La Eucaristía fue oficiada por el capellán castrense Marcos J. Albertos, y a ella asistieron todos los implicados del Regimiento en dichas misiones de paz, encabezados por el coronel Jefe del Regimiento, José Luis Heredero Guaza y los integrantes de la Pontificia, Real y Venerable Esclavitud del Santísimo Cristo de La Laguna.
En su homilía, el páter habló sobre la importante obra que estos militares van a hacer en tierras lejanas, ayudando así a la paz mundial.
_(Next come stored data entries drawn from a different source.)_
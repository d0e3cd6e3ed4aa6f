//! Engine Configuration
//!
//! Defaults match the stock clicker; every field can be overridden from
//! `CLICKER_*` environment variables.

use std::path::PathBuf;
use std::time::Duration;

use thiserror::Error;

use crate::game::events::{DEFAULT_TOAST_MS, MILESTONE_TOAST_MS};
use crate::game::particles::PARTICLE_LIFETIME;
use crate::game::session::DEFAULT_MILESTONE_INTERVAL;

/// Engine configuration.
#[derive(Clone, Debug, PartialEq, Eq)]
pub struct ClickerConfig {
    /// How long a particle stays on screen.
    pub particle_lifetime: Duration,
    /// Milestone spacing in clicks.
    pub milestone_interval: u64,
    /// Upper bound on live particles (None = unbounded).
    pub max_live_particles: Option<usize>,
    /// Duration of the milestone toast (ms).
    pub milestone_toast_ms: u64,
    /// Duration of the other toasts (ms).
    pub toast_ms: u64,
    /// JSON file replacing the built-in leaderboard and tournaments.
    pub content_path: Option<PathBuf>,
}

impl Default for ClickerConfig {
    fn default() -> Self {
        Self {
            particle_lifetime: PARTICLE_LIFETIME,
            milestone_interval: DEFAULT_MILESTONE_INTERVAL,
            max_live_particles: None,
            milestone_toast_ms: MILESTONE_TOAST_MS,
            toast_ms: DEFAULT_TOAST_MS,
            content_path: None,
        }
    }
}

/// Configuration errors.
#[derive(Debug, Error, PartialEq, Eq)]
pub enum ConfigError {
    /// Variable is set but not a valid number.
    #[error("{name} must be a non-negative integer, got {value:?}")]
    InvalidNumber {
        /// Variable name
        name: &'static str,
        /// Raw value
        value: String,
    },

    /// Value parsed but is out of range.
    #[error("{0} must be greater than zero")]
    Zero(&'static str),
}

impl ClickerConfig {
    /// Create config from environment variables.
    pub fn from_env() -> Result<Self, ConfigError> {
        Self::from_lookup(|name| std::env::var(name).ok())
    }

    /// Create config from an arbitrary variable lookup.
    pub fn from_lookup<F>(lookup: F) -> Result<Self, ConfigError>
    where
        F: Fn(&str) -> Option<String>,
    {
        let defaults = Self::default();
        let number = |name: &'static str| -> Result<Option<u64>, ConfigError> {
            match lookup(name) {
                Some(raw) if !raw.trim().is_empty() => raw
                    .trim()
                    .parse::<u64>()
                    .map(Some)
                    .map_err(|_| ConfigError::InvalidNumber { name, value: raw }),
                _ => Ok(None),
            }
        };

        let config = Self {
            particle_lifetime: number("CLICKER_PARTICLE_LIFETIME_MS")?
                .map(Duration::from_millis)
                .unwrap_or(defaults.particle_lifetime),
            milestone_interval: number("CLICKER_MILESTONE_INTERVAL")?
                .unwrap_or(defaults.milestone_interval),
            max_live_particles: number("CLICKER_MAX_PARTICLES")?.map(|n| n as usize),
            milestone_toast_ms: number("CLICKER_MILESTONE_TOAST_MS")?
                .unwrap_or(defaults.milestone_toast_ms),
            toast_ms: number("CLICKER_TOAST_MS")?.unwrap_or(defaults.toast_ms),
            content_path: lookup("CLICKER_CONTENT_PATH")
                .filter(|p| !p.trim().is_empty())
                .map(PathBuf::from),
        };
        config.validate()?;
        Ok(config)
    }

    /// Reject values the engine cannot work with.
    pub fn validate(&self) -> Result<(), ConfigError> {
        if self.particle_lifetime.is_zero() {
            return Err(ConfigError::Zero("CLICKER_PARTICLE_LIFETIME_MS"));
        }
        if self.milestone_interval == 0 {
            return Err(ConfigError::Zero("CLICKER_MILESTONE_INTERVAL"));
        }
        if self.max_live_particles == Some(0) {
            return Err(ConfigError::Zero("CLICKER_MAX_PARTICLES"));
        }
        Ok(())
    }
}
//! Happy Clicker Terminal Front End
//!
//! Reads commands from stdin (one per line, JSON or text) and writes JSON
//! responses, toasts and engine events to stdout. Logs go to stderr.

use std::sync::Arc;

use anyhow::{Context, Result};
use chrono::Utc;
use tokio::io::{AsyncBufReadExt, AsyncWriteExt, BufReader, Stdout};
use tokio::sync::broadcast::error::RecvError;
use tracing::{info, warn};
use tracing_subscriber::EnvFilter;

use happy_clicker::{
    VERSION,
    game::content::{ContentSource, StaticContent},
    runtime::{
        ChannelSink, ClickerConfig, ClickerEngine, Command, Response, dispatch,
    },
};

#[tokio::main]
async fn main() -> Result<()> {
    // Initialize logging
    let default_level = if cfg!(feature = "debug-tracing") { "debug" } else { "info" };
    tracing_subscriber::fmt()
        .with_env_filter(
            EnvFilter::try_from_default_env().unwrap_or_else(|_| EnvFilter::new(default_level)),
        )
        .with_writer(std::io::stderr)
        .init();

    info!("Happy Clicker v{}", VERSION);

    let config = ClickerConfig::from_env().context("invalid CLICKER_* configuration")?;
    let now = Utc::now();
    let content: Arc<dyn ContentSource> = match &config.content_path {
        Some(path) => {
            info!("Loading content from {}", path.display());
            let content = StaticContent::load(path, now)
                .with_context(|| format!("failed to load content from {}", path.display()))?;
            Arc::new(content)
        }
        None => Arc::new(StaticContent::builtin(now)),
    };

    let (sink, mut toasts) = ChannelSink::new();
    let engine = ClickerEngine::new(config, content, Arc::new(sink));
    let mut events = engine.subscribe();
    info!("Session {} ready", engine.id_string());

    let mut stdout = tokio::io::stdout();
    let mut lines = BufReader::new(tokio::io::stdin()).lines();

    write_response(&mut stdout, &Response::State(engine.snapshot().await)).await?;

    loop {
        tokio::select! {
            line = lines.next_line() => {
                let Some(line) = line.context("failed to read stdin")? else {
                    info!("stdin closed");
                    break;
                };
                if line.trim().is_empty() {
                    continue;
                }
                let response = match Command::parse(&line) {
                    Ok(Command::Quit) => break,
                    Ok(command) => dispatch(&engine, command).await,
                    Err(e) => Response::error(e),
                };
                write_response(&mut stdout, &response).await?;
            }
            Some(toast) = toasts.recv() => {
                write_response(&mut stdout, &Response::Toast(toast)).await?;
            }
            event = events.recv() => match event {
                Ok(event) => write_response(&mut stdout, &Response::Event(event)).await?,
                Err(RecvError::Lagged(skipped)) => warn!("Dropped {} engine events", skipped),
                Err(RecvError::Closed) => break,
            },
        }
    }

    let farewell = dispatch(&engine, Command::Quit).await;
    engine.shutdown().await;
    write_response(&mut stdout, &farewell).await?;

    Ok(())
}

/// Write one JSON response line.
async fn write_response(stdout: &mut Stdout, response: &Response) -> Result<()> {
    let mut line = response.to_json().context("failed to serialize response")?;
    line.push('\n');
    stdout.write_all(line.as_bytes()).await?;
    stdout.flush().await?;
    Ok(())
}
/// Run one command against the engine.
///
/// `Quit` is handled by the caller; here it only reports the final total.
pub async fn dispatch(engine: &ClickerEngine, command: Command) -> Response {
    let result: Result<Response, EngineError> = match command {
        Command::Click { client_x, client_y, surface } => {
            let surface = surface.unwrap_or_default();
            let center = surface.center();
            let pointer = PointerEvent::new(
                client_x.unwrap_or(center.client_x),
                client_y.unwrap_or(center.client_y),
            );
            engine.click(pointer, surface).await.map(Response::Click)
        }
        Command::Upgrade => engine
            .increase_power()
            .await
            .map(|click_power| Response::Power { click_power }),
        Command::Reset => match engine.reset().await {
            Ok(()) => Ok(Response::State(engine.snapshot().await)),
            Err(e) => Err(e),
        },
        Command::State => Ok(Response::State(engine.snapshot().await)),
        Command::Leaders => Ok(Response::Leaders {
            leaders: leader_views(engine.content()),
        }),
        Command::Tournaments => Ok(Response::Tournaments {
            tournaments: tournament_views(engine.content(), Utc::now()),
        }),
        Command::Quit => Ok(Response::Bye {
            total_clicks: engine.snapshot().await.total_clicks,
        }),
    };

    result.unwrap_or_else(|e| Response::error(e))
}
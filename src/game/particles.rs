//! Click Particles
//!
//! One floating "+N" particle per click, removed once its display lifetime
//! has elapsed. The live set is a `VecDeque` in spawn order, so the oldest
//! particle is at the front for capacity eviction; removal filters by id.

use std::collections::VecDeque;
use std::fmt;
use std::time::Duration;

use serde::{Serialize, Deserialize};
use tokio::time::Instant;

use crate::core::rng::NonceRng;
use crate::game::input::{PointerEvent, SurfaceRect};

/// Default display lifetime of a particle.
pub const PARTICLE_LIFETIME: Duration = Duration::from_millis(1000);

/// Unique particle identifier: spawn time plus a random nonce.
#[derive(Clone, Copy, Debug, PartialEq, Eq, PartialOrd, Ord, Hash, Serialize, Deserialize)]
pub struct ParticleId {
    /// Milliseconds since the manager was created
    pub spawned_ms: u64,
    /// Random component
    pub nonce: u32,
}

impl fmt::Display for ParticleId {
    fn fmt(&self, f: &mut fmt::Formatter<'_>) -> fmt::Result {
        write!(f, "{}-{:08x}", self.spawned_ms, self.nonce)
    }
}

/// A live particle.
#[derive(Clone, Debug, PartialEq)]
pub struct Particle {
    /// Unique id
    pub id: ParticleId,
    /// Horizontal offset from the surface's left edge
    pub x: f64,
    /// Vertical offset from the surface's top edge
    pub y: f64,
    /// When it was spawned
    pub spawned_at: Instant,
    /// Click power of the click that spawned it (rendered as "+power")
    pub power: u64,
}

impl Particle {
    /// Label shown while the particle floats.
    pub fn label(&self) -> String {
        format!("+{}", self.power)
    }

    /// Time since spawn.
    pub fn age(&self, now: Instant) -> Duration {
        now.saturating_duration_since(self.spawned_at)
    }
}

/// Owner of the live particle set.
#[derive(Debug)]
pub struct ParticleManager {
    live: VecDeque<Particle>,
    rng: NonceRng,
    lifetime: Duration,
    max_live: Option<usize>,
    epoch: Instant,
    spawned_total: u64,
    evicted_total: u64,
}

impl ParticleManager {
    /// Create an unbounded manager.
    pub fn new(rng: NonceRng, lifetime: Duration) -> Self {
        Self::with_capacity(rng, lifetime, None)
    }

    /// Create a manager, optionally bounded to `max_live` particles.
    ///
    /// When bounded, spawning into a full set evicts the oldest particle.
    pub fn with_capacity(rng: NonceRng, lifetime: Duration, max_live: Option<usize>) -> Self {
        Self {
            live: VecDeque::new(),
            rng,
            lifetime,
            max_live: max_live.map(|cap| cap.max(1)),
            epoch: Instant::now(),
            spawned_total: 0,
            evicted_total: 0,
        }
    }

    /// Display lifetime.
    pub fn lifetime(&self) -> Duration {
        self.lifetime
    }

    /// Capacity bound, if any.
    pub fn max_live(&self) -> Option<usize> {
        self.max_live
    }

    /// Spawn a particle at the click position relative to the surface.
    ///
    /// Returns the new particle and, if the set was full, the evicted one.
    pub fn spawn(
        &mut self,
        pointer: PointerEvent,
        surface: &SurfaceRect,
        power: u64,
        now: Instant,
    ) -> (Particle, Option<Particle>) {
        let (x, y) = surface.relative_position(pointer);
        let id = self.fresh_id(now);

        let evicted = match self.max_live {
            Some(cap) if self.live.len() >= cap => {
                self.evicted_total += 1;
                self.live.pop_front()
            }
            _ => None,
        };

        let particle = Particle {
            id,
            x,
            y,
            spawned_at: now,
            power,
        };
        self.live.push_back(particle.clone());
        self.spawned_total += 1;

        (particle, evicted)
    }

    /// Remove every particle with this id. Returns how many were removed.
    pub fn remove(&mut self, id: ParticleId) -> usize {
        let before = self.live.len();
        self.live.retain(|p| p.id != id);
        before - self.live.len()
    }

    /// Remove every particle whose lifetime has elapsed at `now`.
    pub fn expire(&mut self, now: Instant) -> Vec<ParticleId> {
        let lifetime = self.lifetime;
        let mut expired = Vec::new();
        self.live.retain(|p| {
            if p.age(now) >= lifetime {
                expired.push(p.id);
                false
            } else {
                true
            }
        });
        expired
    }

    /// Check whether a particle is live.
    pub fn contains(&self, id: ParticleId) -> bool {
        self.live.iter().any(|p| p.id == id)
    }

    /// Live particles in spawn order.
    pub fn live(&self) -> impl Iterator<Item = &Particle> {
        self.live.iter()
    }

    /// Number of live particles.
    pub fn len(&self) -> usize {
        self.live.len()
    }

    /// True when no particle is live.
    pub fn is_empty(&self) -> bool {
        self.live.is_empty()
    }

    /// Drop every live particle.
    pub fn clear(&mut self) {
        self.live.clear();
    }

    /// Particles spawned over the manager's lifetime.
    pub fn spawned_total(&self) -> u64 {
        self.spawned_total
    }

    /// Particles evicted by the capacity bound.
    pub fn evicted_total(&self) -> u64 {
        self.evicted_total
    }

    /// Generate an id not shared with any live particle.
    fn fresh_id(&mut self, now: Instant) -> ParticleId {
        let spawned_ms = now.saturating_duration_since(self.epoch).as_millis() as u64;
        loop {
            let id = ParticleId {
                spawned_ms,
                nonce: self.rng.next_u32(),
            };
            if !self.contains(id) {
                return id;
            }
        }
    }
}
Y también manifestó el gran sacrificio que van a hacer en estos seis meses de misión no solo ellos, sino sus familiares.
En el ofertorio de la misa, el integrante de la misión con más antigüedad, el capitán David Sanz Vilches, aportó su boina y parche de la misión para que fueran bendecidas por el páter, como símbolo de protección para todo el contingente.
Tras el término de la Eucaristía, el coronel jefe realizó una pequeña locución, dándole a todos su apoyo y admiración, y uno de los integrantes de la Esclavitud del Santísimo Cristo de la Laguna se dirigió a ellos para desearles mucha suerte y que regresen todos sanos y salvos.
Como conclusión, uno a uno, pasaron a los pies del Santísimo Cristo para pedirle su protección y fuerzas ante las dificultades, y se hizo una foto de grupo delante del altar.